Действие в «Невесте волка» происходит в XVII веке в Эстонии, которая в ту пору находилась под шведским владычеством. Юная Аало выходит замуж за лесника Приидика, и у них рождается дочь. Приидика привлекла в Аало мягкость и видимая покорность, но он с самого начала заметил, что у нее на теле есть дьяволова отметина (родинка под грудью) — знак скрытого порока. Со временем она откликается на зов Сатаны (иногда он называется Лесным Демоном) — и по ночам перекидывается волчицей и убегает к волчьей стае. Муж, обнаружив это, прогоняет ее из дома. Однажды ночью она возвращается и снова беременеет от мужа. Когда же она возвращается, чтобы родить ребенка, односельчане сжигают ее заживо в родильной избе (бане). Огонь убивает младенца, но не мать — та оказывается заперта в своем волчьем обличье. Роман заканчивается тем, что Приидик убивает Аало пулей, сделанной из его серебряного обручального кольца. Более символичную концовку и представить трудно: талисман, символизирующий узы брака, используется для умерщвления женщины, восставшей против патриархального уклада.

Как отмечала специалист по оборотням Синтия Джонс, Приидик объективирует Аало, как только видит ее в первый раз — когда она купает овец, а он наблюдает за ней (без ее ведома). Он сразу же принимается фантазировать о том, какая усердная и заботливая жена из нее получится. Джонс подчеркивает, что Приидик постоянно проецирует на Аало свои представления об идеальной жене, ни на миг не задумываясь о том, как сделать ее счастливой[904]. Читатель понимает, что «трех „К“» Аало недостаточно. Ей хочется свободы, которая остается под запретом для женщин. Еще до того, как стать оборотнем, Аало, заслышав волчий вой в лесу, «забывала обо всем на свете и, стоя на пороге дома, вперяла взор куда-то в дикие дали»[905]. Как поясняет Кукку Мелкас, «порог… обозначает границу между упорядоченной, подчиненной правилам зоной и дикой жизнью, не знающей никаких границ»[906]. Когда она наконец убегает на «беззаконную» территорию и становится волчицей-оборотнем, уже «ни кукареканье петухов, ни лай сторожевых собак не доносится из деревни, и не слышен по воскресеньям звон церковных колоколов»[907]. Таким образом, в новой среде обитания Аало перестали существовать правила, установленные для женщин ее деревней и христианством вообще. Оказавшись за пределами обнесенного изгородью сада вокруг дома, Аало наконец может наслаждаться свободой.

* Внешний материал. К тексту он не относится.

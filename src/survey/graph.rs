//! Survey graph — a validated, immutable view of a questionnaire.
//!
//! Questions live in an arena (the survey's question list) and edges are
//! index references, so authored cycles are harmless. Two kinds of edge exist:
//! - explicit `follow_up_logic` routes, keyed by a closed `ConditionKey`
//! - the implicit sequential edge to the next question, taken whenever no
//!   route matches

use std::collections::{HashMap, HashSet, VecDeque};

use crate::error::{FlowError, GraphValidationError};
use crate::survey::model::{Question, QuestionType, Survey};

/// Classified answer condition. The set is closed per question type.
#[derive(Debug, Clone, PartialEq, Eq, Hash)]
pub enum ConditionKey {
    /// Numeric 1–2.
    Low,
    /// Numeric 3.
    Mid,
    /// Numeric 4–5.
    High,
    Yes,
    No,
    /// A multiple choice option, verbatim.
    Choice(String),
}

impl ConditionKey {
    /// The string used in `follow_up_logic`.
    pub fn as_str(&self) -> &str {
        match self {
            Self::Low => "1-2",
            Self::Mid => "3",
            Self::High => "4-5",
            Self::Yes => "yes",
            Self::No => "no",
            Self::Choice(option) => option,
        }
    }

    /// Parse an authored condition key for the given question, or `None` if
    /// the key is outside that question type's closed set.
    pub fn parse_for(question: &Question, raw: &str) -> Option<Self> {
        match question.question_type {
            QuestionType::Numeric => match raw {
                "1-2" => Some(Self::Low),
                "3" => Some(Self::Mid),
                "4-5" => Some(Self::High),
                _ => None,
            },
            QuestionType::YesNo => match raw {
                "yes" => Some(Self::Yes),
                "no" => Some(Self::No),
                _ => None,
            },
            QuestionType::MultipleChoice => question
                .options
                .iter()
                .any(|o| o == raw)
                .then(|| Self::Choice(raw.to_string())),
            QuestionType::OpenEnded => None,
        }
    }

    /// Number of distinct conditions a question can produce.
    fn domain_size(question: &Question) -> usize {
        match question.question_type {
            QuestionType::Numeric => 3,
            QuestionType::YesNo => 2,
            QuestionType::MultipleChoice => {
                question.options.iter().collect::<HashSet<_>>().len()
            }
            QuestionType::OpenEnded => 0,
        }
    }
}

impl std::fmt::Display for ConditionKey {
    fn fmt(&self, f: &mut std::fmt::Formatter<'_>) -> std::fmt::Result {
        f.write_str(self.as_str())
    }
}

/// Validated survey with a navigable routing table.
#[derive(Debug, Clone)]
pub struct SurveyGraph {
    survey: Survey,
    index: HashMap<String, usize>,
    /// Per question, parallel to `survey.questions`.
    routes: Vec<HashMap<ConditionKey, usize>>,
}

impl SurveyGraph {
    /// Validate a survey and build its graph.
    pub fn new(survey: Survey) -> Result<Self, GraphValidationError> {
        let (index, routes) = build_routes(&survey)?;
        let graph = Self {
            survey,
            index,
            routes,
        };
        graph.check_reachability()?;
        Ok(graph)
    }

    pub fn survey(&self) -> &Survey {
        &self.survey
    }

    pub fn len(&self) -> usize {
        self.survey.questions.len()
    }

    pub fn is_empty(&self) -> bool {
        self.survey.questions.is_empty()
    }

    pub fn question(&self, id: &str) -> Option<&Question> {
        self.index.get(id).map(|&i| &self.survey.questions[i])
    }

    /// The entry question.
    pub fn first_question(&self) -> Result<&Question, FlowError> {
        self.survey.questions.first().ok_or(FlowError::EmptySurvey)
    }

    /// Explicit route for `condition` if one exists, else the next question in
    /// sequence, else `None` (survey complete).
    pub fn next_after(
        &self,
        question_id: &str,
        condition: Option<&ConditionKey>,
    ) -> Result<Option<&Question>, FlowError> {
        let &i = self
            .index
            .get(question_id)
            .ok_or_else(|| FlowError::UnknownQuestion(question_id.to_string()))?;

        if let Some(&target) = condition.and_then(|c| self.routes[i].get(c)) {
            return Ok(Some(&self.survey.questions[target]));
        }
        Ok(self.survey.questions.get(i + 1))
    }

    /// Whether answering question `i` can fall through to the next in sequence.
    fn falls_through(&self, i: usize) -> bool {
        let question = &self.survey.questions[i];
        question.question_type == QuestionType::OpenEnded
            || !question.required
            || self.routes[i].len() < ConditionKey::domain_size(question)
    }

    fn successors(&self, i: usize, takeable_only: bool) -> impl Iterator<Item = usize> + '_ {
        let sequential = (i + 1 < self.len() && (!takeable_only || self.falls_through(i)))
            .then_some(i + 1);
        self.routes[i].values().copied().chain(sequential)
    }

    /// Ids of questions no traversal from the entry visits.
    fn unvisited(&self, takeable_only: bool) -> Vec<String> {
        if self.is_empty() {
            return Vec::new();
        }

        let mut visited = vec![false; self.len()];
        let mut queue = VecDeque::from([0usize]);
        visited[0] = true;

        while let Some(i) = queue.pop_front() {
            for next in self.successors(i, takeable_only) {
                if !visited[next] {
                    visited[next] = true;
                    queue.push_back(next);
                }
            }
        }

        visited
            .iter()
            .enumerate()
            .filter(|&(_, seen)| !seen)
            .map(|(i, _)| self.survey.questions[i].id.clone())
            .collect()
    }

    /// Every question must be reachable over explicit routes plus the
    /// sequential edge after each question.
    fn check_reachability(&self) -> Result<(), GraphValidationError> {
        let unreachable = self.unvisited(false);
        if unreachable.is_empty() {
            Ok(())
        } else {
            Err(GraphValidationError::Unreachable {
                question_ids: unreachable,
            })
        }
    }

    /// Questions that pass validation but that no answer sequence can reach,
    /// e.g. the one after a required yes/no whose routes both skip it.
    pub fn dead_questions(&self) -> Vec<String> {
        self.unvisited(true)
    }
}

/// Validate a survey without keeping the graph.
pub fn validate(survey: &Survey) -> Result<(), GraphValidationError> {
    SurveyGraph::new(survey.clone()).map(|_| ())
}

type RouteTable = (HashMap<String, usize>, Vec<HashMap<ConditionKey, usize>>);

fn build_routes(survey: &Survey) -> Result<RouteTable, GraphValidationError> {
    let mut index = HashMap::with_capacity(survey.questions.len());
    for (i, question) in survey.questions.iter().enumerate() {
        if index.insert(question.id.clone(), i).is_some() {
            return Err(GraphValidationError::DuplicateQuestionId {
                id: question.id.clone(),
            });
        }
    }

    let mut routes = Vec::with_capacity(survey.questions.len());
    for question in &survey.questions {
        if question.question_type == QuestionType::MultipleChoice && question.options.is_empty() {
            return Err(GraphValidationError::MissingOptions {
                question_id: question.id.clone(),
            });
        }

        let mut table = HashMap::with_capacity(question.follow_up_logic.len());
        for (condition, target) in &question.follow_up_logic {
            let key = ConditionKey::parse_for(question, condition).ok_or_else(|| {
                GraphValidationError::InvalidConditionKey {
                    question_id: question.id.clone(),
                    question_type: question.question_type.to_string(),
                    condition: condition.clone(),
                }
            })?;
            let &target_index =
                index
                    .get(target)
                    .ok_or_else(|| GraphValidationError::UnknownTarget {
                        question_id: question.id.clone(),
                        condition: condition.clone(),
                        target: target.clone(),
                    })?;
            table.insert(key, target_index);
        }
        routes.push(table);
    }

    Ok((index, routes))
}
//! REST endpoints for surveys, campaigns, sessions, and gateway callbacks.

use std::sync::Arc;

use axum::extract::{Path, Query, State};
use axum::http::StatusCode;
use axum::response::IntoResponse;
use axum::routing::{get, post};
use axum::{Json, Router};
use secrecy::SecretString;
use serde::Deserialize;
use uuid::Uuid;

use crate::api::auth::Authenticated;
use crate::api::error::ApiError;
use crate::channels::{ChannelEvent, ChannelEventKind, PendingDeliveries};
use crate::orchestrator::{Orchestrator, ScheduleRequest};
use crate::session::state::SessionStatus;
use crate::survey::model::SurveyDraft;

const DEFAULT_LIST_LIMIT: usize = 100;

/// Shared state for the control API.
#[derive(Clone)]
pub struct ApiState {
    pub orchestrator: Orchestrator,
    /// Deliveries awaiting gateway callbacks.
    pub pending: Arc<PendingDeliveries>,
    pub bearer_token: Option<SecretString>,
}

/// Build the control API router.
pub fn api_routes(state: ApiState) -> Router {
    Router::new()
        .route("/health", get(health))
        .route("/api/surveys", get(list_surveys).post(create_survey))
        .route(
            "/api/surveys/{id}",
            get(get_survey).put(update_survey).delete(delete_survey),
        )
        .route("/api/campaigns", get(list_campaigns).post(create_campaign))
        .route("/api/campaigns/{id}", get(campaign_status))
        .route("/api/sessions", get(list_sessions).post(schedule_session))
        .route("/api/sessions/{id}", get(get_session))
        .route("/api/sessions/{id}/cancel", post(cancel_session))
        .route("/api/sessions/{id}/pause", post(pause_session))
        .route("/api/sessions/{id}/resume", post(resume_session))
        .route("/api/sessions/{id}/retry", post(retry_session))
        .route("/api/dispatch", post(dispatch_now))
        .route("/api/channel-events", post(channel_event))
        .with_state(state)
}

// ── Health ──────────────────────────────────────────────────────────────

async fn health(State(state): State<ApiState>) -> impl IntoResponse {
    let channels: Vec<String> = state
        .orchestrator
        .channels()
        .kinds()
        .iter()
        .map(ToString::to_string)
        .collect();
    Json(serde_json::json!({
        "status": "ok",
        "service": "callflow",
        "live_attempts": state.orchestrator.live_count().await,
        "channels": channels,
    }))
}

// ── Surveys ─────────────────────────────────────────────────────────────

async fn list_surveys(
    _auth: Authenticated,
    State(state): State<ApiState>,
) -> Result<impl IntoResponse, ApiError> {
    Ok(Json(state.orchestrator.surveys().list().await?))
}

async fn create_survey(
    _auth: Authenticated,
    State(state): State<ApiState>,
    Json(draft): Json<SurveyDraft>,
) -> Result<impl IntoResponse, ApiError> {
    let survey = state.orchestrator.surveys().create(draft).await?;
    Ok((StatusCode::CREATED, Json(survey)))
}

async fn get_survey(
    _auth: Authenticated,
    State(state): State<ApiState>,
    Path(id): Path<Uuid>,
) -> Result<impl IntoResponse, ApiError> {
    state
        .orchestrator
        .surveys()
        .get(id)
        .await?
        .map(Json)
        .ok_or_else(|| ApiError::not_found(format!("Survey {id} not found")))
}

async fn update_survey(
    _auth: Authenticated,
    State(state): State<ApiState>,
    Path(id): Path<Uuid>,
    Json(draft): Json<SurveyDraft>,
) -> Result<impl IntoResponse, ApiError> {
    Ok(Json(state.orchestrator.surveys().update(id, draft).await?))
}

async fn delete_survey(
    _auth: Authenticated,
    State(state): State<ApiState>,
    Path(id): Path<Uuid>,
) -> Result<impl IntoResponse, ApiError> {
    if state.orchestrator.surveys().delete(id).await? {
        Ok(StatusCode::NO_CONTENT)
    } else {
        Err(ApiError::not_found(format!("Survey {id} not found")))
    }
}

// ── Campaigns ───────────────────────────────────────────────────────────

#[derive(Debug, Deserialize)]
struct CreateCampaign {
    name: String,
    survey_id: Uuid,
}

async fn list_campaigns(
    _auth: Authenticated,
    State(state): State<ApiState>,
) -> Result<impl IntoResponse, ApiError> {
    Ok(Json(state.orchestrator.list_campaigns().await?))
}

async fn create_campaign(
    _auth: Authenticated,
    State(state): State<ApiState>,
    Json(body): Json<CreateCampaign>,
) -> Result<impl IntoResponse, ApiError> {
    let campaign = state
        .orchestrator
        .create_campaign(&body.name, body.survey_id)
        .await?;
    Ok((StatusCode::CREATED, Json(campaign)))
}

async fn campaign_status(
    _auth: Authenticated,
    State(state): State<ApiState>,
    Path(id): Path<Uuid>,
) -> Result<impl IntoResponse, ApiError> {
    let (campaign, stats) = state.orchestrator.campaign_status(id).await?;
    Ok(Json(serde_json::json!({
        "campaign": campaign,
        "stats": stats,
    })))
}

// ── Sessions ────────────────────────────────────────────────────────────

#[derive(Debug, Deserialize)]
struct SessionQuery {
    status: Option<String>,
    limit: Option<usize>,
}

async fn list_sessions(
    _auth: Authenticated,
    State(state): State<ApiState>,
    Query(query): Query<SessionQuery>,
) -> Result<impl IntoResponse, ApiError> {
    let status = query
        .status
        .as_deref()
        .map(str::parse::<SessionStatus>)
        .transpose()
        .map_err(|e| ApiError::new(StatusCode::BAD_REQUEST, e))?;
    let limit = query.limit.unwrap_or(DEFAULT_LIST_LIMIT);
    Ok(Json(state.orchestrator.list_sessions(status, limit).await?))
}

async fn schedule_session(
    _auth: Authenticated,
    State(state): State<ApiState>,
    Json(request): Json<ScheduleRequest>,
) -> Result<impl IntoResponse, ApiError> {
    let session = state.orchestrator.schedule_session(request).await?;
    Ok((StatusCode::CREATED, Json(session)))
}

async fn get_session(
    _auth: Authenticated,
    State(state): State<ApiState>,
    Path(id): Path<Uuid>,
) -> Result<impl IntoResponse, ApiError> {
    Ok(Json(state.orchestrator.get_session(id).await?))
}

async fn cancel_session(
    _auth: Authenticated,
    State(state): State<ApiState>,
    Path(id): Path<Uuid>,
) -> Result<impl IntoResponse, ApiError> {
    Ok(Json(state.orchestrator.cancel_session(id).await?))
}

async fn pause_session(
    _auth: Authenticated,
    State(state): State<ApiState>,
    Path(id): Path<Uuid>,
) -> Result<impl IntoResponse, ApiError> {
    Ok(Json(state.orchestrator.pause_session(id).await?))
}

async fn resume_session(
    _auth: Authenticated,
    State(state): State<ApiState>,
    Path(id): Path<Uuid>,
) -> Result<impl IntoResponse, ApiError> {
    Ok(Json(state.orchestrator.resume_session(id).await?))
}

async fn retry_session(
    _auth: Authenticated,
    State(state): State<ApiState>,
    Path(id): Path<Uuid>,
) -> Result<impl IntoResponse, ApiError> {
    Ok(Json(state.orchestrator.retry_session_now(id).await?))
}

async fn dispatch_now(
    _auth: Authenticated,
    State(state): State<ApiState>,
) -> Result<impl IntoResponse, ApiError> {
    Ok(Json(state.orchestrator.run_dispatch_pass().await?))
}

// ── Gateway callbacks ───────────────────────────────────────────────────

/// Event reported by a transport gateway for one delivery.
#[derive(Debug, Deserialize)]
struct ChannelEventBody {
    delivery_id: String,
    event: String,
    #[serde(default)]
    value: Option<String>,
}

async fn channel_event(
    _auth: Authenticated,
    State(state): State<ApiState>,
    Json(body): Json<ChannelEventBody>,
) -> Result<impl IntoResponse, ApiError> {
    let kind = ChannelEventKind::from_wire(&body.event, body.value)
        .map_err(|e| ApiError::new(StatusCode::UNPROCESSABLE_ENTITY, e))?;
    tracing::debug!(delivery_id = %body.delivery_id, kind = ?kind, "Gateway event received");
    state
        .pending
        .route(ChannelEvent::new(body.delivery_id, kind))
        .await?;
    Ok(StatusCode::ACCEPTED)
}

Здесь можно вспомнить о бунтарском поступке Евы, из‐за которого она была изгнана из райского сада, и о побегах других женщин — героинь готических романов вроде «Зофлойи» и «Мельмота Скитальца» — из стеснявших их свободу «эдемов». Параллель с Евой выходит на поверхность в описании явно сатанической инициации, которой подвергается Аало в процессе своих метаморфоз:

И в самой себе, и в мире вокруг она ощутила глубокую перемену, и все вдруг сделалось странным и новым, словно все это теперь впервые предстало перед ее очами: как перед нашей праматерью Евой, когда по наущению змея она вкусила от дерева познания добра и зла в Раю[908]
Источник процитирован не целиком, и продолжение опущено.